Material provided:
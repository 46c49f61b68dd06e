mod error;
mod script;

use std::fs;
use std::io::{self, Read};

use clap::{Parser, ValueEnum};
use transform::surface::VendorPrefix;

use crate::error::ReplayError;

#[derive(Parser, Debug)]
#[command(name = "transformer", about = "Replay pointer gestures against an in-memory surface")]
struct Cli {
    #[arg(long, env = "TRANSFORMER_SCRIPT", default_value = "-", help = "Script path, or - for stdin")]
    script: String,

    #[arg(long, env = "TRANSFORMER_VENDOR_PREFIX", value_enum, default_value_t = PrefixArg::None)]
    vendor_prefix: PrefixArg,

    #[arg(long, env = "TRANSFORMER_PRETTY", default_value_t = false)]
    pretty: bool,

    #[arg(short, long, help = "Log gesture details to stderr")]
    verbose: bool,
}

#[derive(ValueEnum, Debug, Clone, Copy)]
enum PrefixArg {
    None,
    Webkit,
    Moz,
    O,
}

impl From<PrefixArg> for VendorPrefix {
    fn from(arg: PrefixArg) -> Self {
        match arg {
            PrefixArg::None => Self::None,
            PrefixArg::Webkit => Self::Webkit,
            PrefixArg::Moz => Self::Moz,
            PrefixArg::O => Self::O,
        }
    }
}

fn main() -> Result<(), ReplayError> {
    let cli = Cli::parse();

    let level = if cli.verbose { tracing::Level::DEBUG } else { tracing::Level::INFO };
    tracing_subscriber::fmt().with_writer(io::stderr).with_max_level(level).init();

    let text = read_script(&cli.script)?;
    let script = script::parse(&text)?;
    tracing::info!(
        elements = script.elements.len(),
        gestures = script.gestures.len(),
        prefix = ?cli.vendor_prefix,
        "replaying script"
    );

    let report = script::replay(&script, cli.vendor_prefix.into())?;
    println!("{}", script::render(&report, cli.pretty)?);
    Ok(())
}

fn read_script(path: &str) -> Result<String, ReplayError> {
    let read_error = |source| ReplayError::Read { path: path.to_owned(), source };
    if path == "-" {
        let mut text = String::new();
        io::stdin().read_to_string(&mut text).map_err(read_error)?;
        return Ok(text);
    }
    fs::read_to_string(path).map_err(read_error)
}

What is required: In full and without alteration, return the listing above.

Exercise response:
repository 46c49f61b68dd06e
mod error;
mod script;

use std::fs;
use std::io::{self, Read};

use clap::{Parser, ValueEnum};
use transform::surface::VendorPrefix;

use crate::error::ReplayError;

#[derive(Parser, Debug)]
#[command(name = "transformer", about = "Replay pointer gestures against an in-memory surface")]
struct Cli {
    #[arg(long, env = "TRANSFORMER_SCRIPT", default_value = "-", help = "Script path, or - for stdin")]
    script: String,

    #[arg(long, env = "TRANSFORMER_VENDOR_PREFIX", value_enum, default_value_t = PrefixArg::None)]
    vendor_prefix: PrefixArg,

    #[arg(long, env = "TRANSFORMER_PRETTY", default_value_t = false)]
    pretty: bool,

    #[arg(short, long, help = "Log gesture details to stderr")]
    verbose: bool,
}

#[derive(ValueEnum, Debug, Clone, Copy)]
enum PrefixArg {
    None,
    Webkit,
    Moz,
    O,
}

impl From<PrefixArg> for VendorPrefix {
    fn from(arg: PrefixArg) -> Self {
        match arg {
            PrefixArg::None => Self::None,
            PrefixArg::Webkit => Self::Webkit,
            PrefixArg::Moz => Self::Moz,
            PrefixArg::O => Self::O,
        }
    }
}

fn main() -> Result<(), ReplayError> {
    let cli = Cli::parse();

    let level = if cli.verbose { tracing::Level::DEBUG } else { tracing::Level::INFO };
    tracing_subscriber::fmt().with_writer(io::stderr).with_max_level(level).init();

    let text = read_script(&cli.script)?;
    let script = script::parse(&text)?;
    tracing::info!(
        elements = script.elements.len(),
        gestures = script.gestures.len(),
        prefix = ?cli.vendor_prefix,
        "replaying script"
    );

    let report = script::replay(&script, cli.vendor_prefix.into())?;
    println!("{}", script::render(&report, cli.pretty)?);
    Ok(())
}

fn read_script(path: &str) -> Result<String, ReplayError> {
    let read_error = |source| ReplayError::Read { path: path.to_owned(), source };
    if path == "-" {
        let mut text = String::new();
        io::stdin().read_to_string(&mut text).map_err(read_error)?;
        return Ok(text);
    }
    fs::read_to_string(path).map_err(read_error)
}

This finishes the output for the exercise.